Endothelins Regulate Arachidonic Acid Release and Mitogen‐Activated Protein Kinase Activity in Schwann Cells

Immortalized rat Schwann cells (iSC) express endothelin (ET) receptors coupled to inhibition of adenylyl cyclase and stimulation of phospholipase C (PLC). These effects precede phenotypic changes and increased DNA synthesis. We have investigated the role of ETs in the regulation of arachidonic acid (AA) release and mitogen-activated protein kinases (MAPKs).

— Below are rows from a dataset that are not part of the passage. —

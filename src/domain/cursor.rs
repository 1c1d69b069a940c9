/// Highlighted position in the flattened list of visible commands.
///
/// Movement clamps at both ends rather than wrapping.
#[derive(Debug, Clone, Copy, PartialEq, Eq, Default)]
pub struct SelectionCursor {
    index: usize,
}

impl SelectionCursor {
    #[must_use]
    pub fn index(&self) -> usize {
        self.index
    }

    pub fn move_down(&mut self, len: usize) {
        self.index = (self.index + 1).min(len.saturating_sub(1));
    }

    pub fn move_up(&mut self) {
        self.index = self.index.saturating_sub(1);
    }

    pub fn set_from_hover(&mut self, index: usize) {
        self.index = index;
    }

    pub fn reset(&mut self) {
        self.index = 0;
    }

    #[must_use]
    pub fn resolve<'a, T>(&self, items: &'a [T]) -> Option<&'a T> {
        items.get(self.index)
    }
}
pub mod host;
pub mod palette;
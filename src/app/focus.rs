use crate::app::action::Action;
use std::time::Duration;
use tokio::sync::mpsc;
use tokio::task::AbortHandle;

/// The one pending "focus the query field" callback scheduled on open.
///
/// Scheduling replaces any pending callback. Closing the palette or dropping
/// the timer cancels it so it never lands on a detached surface.
#[derive(Debug, Default)]
pub struct FocusTimer {
    handle: Option<AbortHandle>,
}

impl FocusTimer {
    pub fn schedule(&mut self, delay: Duration, tx: mpsc::Sender<Action>) {
        self.cancel();
        let task = tokio::spawn(async move {
            tokio::time::sleep(delay).await;
            let _ = tx.send(Action::FocusQuery).await;
        });
        self.handle = Some(task.abort_handle());
    }

    pub fn cancel(&mut self) {
        if let Some(handle) = self.handle.take() {
            handle.abort();
        }
    }

    #[must_use]
    pub fn is_pending(&self) -> bool {
        self.handle.as_ref().is_some_and(|h| !h.is_finished())
    }
}

impl Drop for FocusTimer {
    fn drop(&mut self) {
        self.cancel();
    }
}
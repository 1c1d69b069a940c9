pub mod cursor;
pub mod event_source;
pub mod filter;
pub mod grouping;
pub mod models;
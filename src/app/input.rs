use crate::app::{
    action::{Action, CloseReason},
    state::AppState,
};
use crate::components::modals::{entry_at, palette_layout};
use crossterm::event::{Event, KeyCode, KeyEvent, KeyModifiers, MouseButton, MouseEventKind};
use ratatui::layout::{Position, Rect, Size};

/// Routes one terminal event. The toggle shortcut always goes to the palette;
/// while the palette is open it swallows every other event, and while closed
/// everything else belongs to the host.
pub fn map_event_to_action(
    event: Event,
    app_state: &AppState,
    terminal_size: Size,
) -> Option<Action> {
    if let Event::Key(key) = &event {
        if key.kind == crossterm::event::KeyEventKind::Release {
            return None;
        }
    }

    let area = Rect::new(0, 0, terminal_size.width, terminal_size.height);
    match event {
        Event::Key(key) if app_state.keymap.is_toggle(&key) => Some(Action::TogglePalette),
        Event::Resize(w, h) => Some(Action::Resize(w, h)),
        _ if app_state.command_palette.is_open => map_palette_event(event, app_state, area),
        Event::Key(key) => app_state.keymap.host_action(&key),
        Event::Mouse(mouse) => match mouse.kind {
            MouseEventKind::ScrollUp => Some(Action::HistoryPrev),
            MouseEventKind::ScrollDown => Some(Action::HistoryNext),
            _ => None,
        },
        _ => None,
    }
}

fn map_palette_event(event: Event, app_state: &AppState, area: Rect) -> Option<Action> {
    let cp = &app_state.command_palette;
    match event {
        Event::Key(key) => app_state
            .keymap
            .palette_action(&key)
            .or_else(|| query_char(&key).map(Action::QueryInput)),
        Event::Mouse(mouse) => {
            let pos = Position::new(mouse.column, mouse.row);
            match mouse.kind {
                MouseEventKind::Moved => entry_at(cp, area, pos).map(Action::HoverEntry),
                MouseEventKind::Down(MouseButton::Left) => {
                    if let Some(idx) = entry_at(cp, area, pos) {
                        Some(Action::ClickEntry(idx))
                    } else if !palette_layout(area).surface.contains(pos) {
                        Some(Action::ClosePalette(CloseReason::OutsideClick))
                    } else {
                        None
                    }
                }
                MouseEventKind::ScrollDown => Some(Action::CursorDown),
                MouseEventKind::ScrollUp => Some(Action::CursorUp),
                _ => None,
            }
        }
        _ => None,
    }
}

fn query_char(key: &KeyEvent) -> Option<char> {
    let chorded =
        KeyModifiers::CONTROL | KeyModifiers::ALT | KeyModifiers::SUPER | KeyModifiers::META;
    match key.code {
        KeyCode::Char(c) if !key.modifiers.intersects(chorded) => Some(c),
        _ => None,
    }
}
use ratatui::{
    buffer::Buffer,
    layout::{Offset, Rect},
    style::{Color, Modifier, Style},
};

/// Dims everything already drawn in `area` so the overlay reads as modal.
pub fn dim_area(buf: &mut Buffer, area: Rect) {
    buf.set_style(area, Style::default().add_modifier(Modifier::DIM));
}

/// A rect covering `percent_x` by `percent_y` of `r`, centered in it.
#[must_use]
pub fn centered_rect(percent_x: u16, percent_y: u16, r: Rect) -> Rect {
    let width = percent_of(r.width, percent_x);
    let height = percent_of(r.height, percent_y);
    Rect::new(
        r.x + (r.width - width) / 2,
        r.y + (r.height - height) / 2,
        width,
        height,
    )
}

fn percent_of(len: u16, percent: u16) -> u16 {
    (u32::from(len) * u32::from(percent.min(100)) / 100) as u16
}

/// One-cell shadow down and to the right of `surface`, clipped to `bounds`.
pub fn draw_drop_shadow(buf: &mut Buffer, surface: Rect, bounds: Rect) {
    let shadow = surface.offset(Offset { x: 1, y: 1 }).intersection(bounds);
    for y in shadow.top()..shadow.bottom() {
        for x in shadow.left()..shadow.right() {
            buf[(x, y)]
                .set_symbol(" ")
                .set_style(Style::default().bg(Color::Black));
        }
    }
}

#[cfg(test)]
mod tests {
    use super::*;

    #[test]
    fn test_centered_rect_stays_inside() {
        let area = Rect::new(0, 0, 100, 50);
        let r = centered_rect(60, 40, area);
        assert_eq!(r, Rect::new(20, 15, 60, 20));

        let offset = Rect::new(10, 5, 80, 24);
        let r = centered_rect(60, 60, offset);
        assert_eq!(offset.intersection(r), r);
        assert_eq!(r.width, 48);
    }

    #[test]
    fn test_drop_shadow_clipped_to_terminal() {
        let area = Rect::new(0, 0, 10, 5);
        let mut buf = Buffer::empty(area);
        draw_drop_shadow(&mut buf, Rect::new(5, 2, 10, 10), area);
        assert_eq!(buf[(9, 4)].bg, Color::Black);
        assert_eq!(buf[(5, 2)].bg, Color::Reset);
    }

    #[test]
    fn test_dim_area_keeps_symbols() {
        let area = Rect::new(0, 0, 4, 1);
        let mut buf = Buffer::empty(area);
        buf.set_string(0, 0, "ab", Style::default());
        dim_area(&mut buf, area);
        assert_eq!(buf[(0, 0)].symbol(), "a");
        assert!(buf[(0, 0)].modifier.contains(Modifier::DIM));
    }
}
use crate::app::{
    action::Action, command::Command, focus::FocusTimer, input::map_event_to_action, reducer,
    state::AppState, ui,
};
use crate::domain::event_source::EventSource;
use crate::domain::models::PaletteEvent;
use crate::infrastructure::catalog::load_catalog;

use anyhow::Result;
use notify::{RecommendedWatcher, RecursiveMode, Watcher};
use ratatui::{backend::Backend, Terminal};
use std::collections::VecDeque;
use std::path::Path;
use std::time::Duration;
use tokio::sync::mpsc;
use tokio::time::interval;
use tracing::{debug, warn};

const TICK_RATE: Duration = Duration::from_millis(250);
const RELOAD_DEBOUNCE: Duration = Duration::from_millis(300);

/// Runs the host with the palette attached to `source` until quit.
///
/// The palette subscribes once on entry and drops its subscription on return.
/// Actions arriving on `host_actions` (`SetOpen`, `ReplaceItems`,
/// `SetPlaceholder`, ...) are applied like any other input. `Selected` and
/// `OpenChanged` notifications go to `palette_events` when a sender is given.
pub async fn run_loop<B: Backend>(
    terminal: &mut Terminal<B>,
    mut app_state: AppState,
    source: &dyn EventSource,
    mut host_actions: Option<mpsc::Receiver<Action>>,
    palette_events: Option<mpsc::UnboundedSender<PaletteEvent>>,
) -> Result<AppState> {
    let mut event_rx = source.subscribe();
    let (action_tx, mut action_rx) = mpsc::channel(100);
    let mut interval = interval(TICK_RATE);
    let mut focus = FocusTimer::default();

    let _watcher = match &app_state.catalog_path {
        Some(path) => watch_catalog(path, action_tx.clone())
            .inspect_err(|e| warn!(path = %path.display(), "not watching catalog: {e}"))
            .ok(),
        None => None,
    };

    loop {
        // --- 1. Render ---
        terminal.draw(|f| {
            ui::draw(f, &mut app_state);
        })?;

        // --- 2. Event Handling ---
        let action = tokio::select! {
            _ = interval.tick() => Some(Action::Tick),

            // User Input
            res = event_rx.recv() => match res {
                Some(Ok(event)) => map_event_to_action(event, &app_state, terminal.size()?),
                Some(Err(e)) => return Err(e.into()),
                None => {
                    debug!("event source closed");
                    break;
                }
            },

            // Timers and background results
            Some(a) = action_rx.recv() => Some(a),

            // Host requests
            Some(a) = recv_host(&mut host_actions) => {
                debug!(action = ?a, "host action");
                Some(a)
            }
        };

        // --- 3. Update (Reducer) ---
        if let Some(action) = action {
            let mut pending: VecDeque<Command> = reducer::update(&mut app_state, action).into();
            while let Some(cmd) = pending.pop_front() {
                let follow_up = handle_command(
                    cmd,
                    &mut app_state,
                    &mut focus,
                    &action_tx,
                    palette_events.as_ref(),
                );
                pending.extend(follow_up);
            }

            if app_state.should_quit {
                break;
            }
        }
    }

    Ok(app_state)
}

async fn recv_host(rx: &mut Option<mpsc::Receiver<Action>>) -> Option<Action> {
    match rx {
        Some(rx) => rx.recv().await,
        None => std::future::pending().await,
    }
}

pub(crate) fn handle_command(
    command: Command,
    app_state: &mut AppState,
    focus: &mut FocusTimer,
    tx: &mpsc::Sender<Action>,
    palette_events: Option<&mpsc::UnboundedSender<PaletteEvent>>,
) -> Vec<Command> {
    match command {
        Command::ScheduleFocus(delay) => {
            focus.schedule(delay, tx.clone());
            Vec::new()
        }
        Command::CancelFocus => {
            focus.cancel();
            Vec::new()
        }
        Command::Emit(event) => {
            if let Some(out) = palette_events {
                let _ = out.send(event.clone());
            }
            // The host reacts to the selection like any other listener.
            match event {
                PaletteEvent::Selected(item) => {
                    reducer::update(app_state, Action::Dispatch(item))
                }
                PaletteEvent::OpenChanged(_) => Vec::new(),
            }
        }
        Command::LoadCatalog(path) => {
            let tx = tx.clone();
            tokio::task::spawn_blocking(move || {
                let result = load_catalog(&path).map_err(|e| e.to_string());
                let _ = tx.blocking_send(Action::CatalogLoaded(result));
            });
            Vec::new()
        }
    }
}

/// Watches the catalog's directory (editors often replace files on save) and
/// asks for a reload once changes to the file settle.
fn watch_catalog(path: &Path, tx: mpsc::Sender<Action>) -> Result<RecommendedWatcher> {
    let dir = path
        .parent()
        .filter(|p| !p.as_os_str().is_empty())
        .unwrap_or_else(|| Path::new("."));
    let file_name = path.file_name().map(ToOwned::to_owned);

    let (notify_tx, mut notify_rx) = mpsc::channel(1);
    let mut watcher = notify::recommended_watcher(move |res: notify::Result<notify::Event>| {
        if let Ok(event) = res {
            let touches_catalog = event
                .paths
                .iter()
                .any(|p| p.file_name().map(ToOwned::to_owned) == file_name);
            if touches_catalog && !event.kind.is_access() {
                let _ = notify_tx.try_send(());
            }
        }
    })?;
    watcher.watch(dir, RecursiveMode::NonRecursive)?;
    debug!(dir = %dir.display(), "watching catalog");

    tokio::spawn(async move {
        let mut pending = false;
        loop {
            if pending {
                tokio::select! {
                    Some(()) = notify_rx.recv() => {}
                    () = tokio::time::sleep(RELOAD_DEBOUNCE) => {
                        let _ = tx.send(Action::ReloadCatalog).await;
                        pending = false;
                    }
                }
            } else if notify_rx.recv().await.is_some() {
                pending = true;
            } else {
                break;
            }
        }
    });

    Ok(watcher)
}

#[cfg(test)]
#[path = "loop_tests.rs"]
mod tests;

Both ET-1 and ET-3 increased AA release in iSC. This effect was sensitive to the phospholipase A 2 (PLA 2 ) inhibitors E-6-(bromomethylene)tetrahydro-3-(1-naphthalenyl)-2H-pyran-2-one and arachidonyl-trifluoromethyl ketone but was insensitive to inhibitors of PLC or phospholipase D-dependent diacylglycerol generation. ET-1 -dependent AA release was also unaffected by removal of extracellular Ca 2+ and blocking the concomitant elevation in [Ca 2+ ] i , consistent with participation of a Ca 2+ -independent PLA 2 . Treatment of iSC with ETs also resulted in activation of extracellular signal-regulated kinase, c-Jun-NH 2 -terminal kinase (JNK), and p38 MAPK. A cause-effect relationship between agonist-dependent AA release and stimulation of MAPKs, but not the opposite, was suggested by activation of JNK by exogenous AA and by the observation that inhibition of MAPK kinase or p38 MAPK was inconsequential to ET-1-induced AA release. Similar effects of ETs on AA release and MAPK activity were observed in cultures expanded from primary SC and in iSC. Regulation of these effectors may mediate the control of proliferation and differentiation of SC by ETs during peripheral nerve development and regeneration.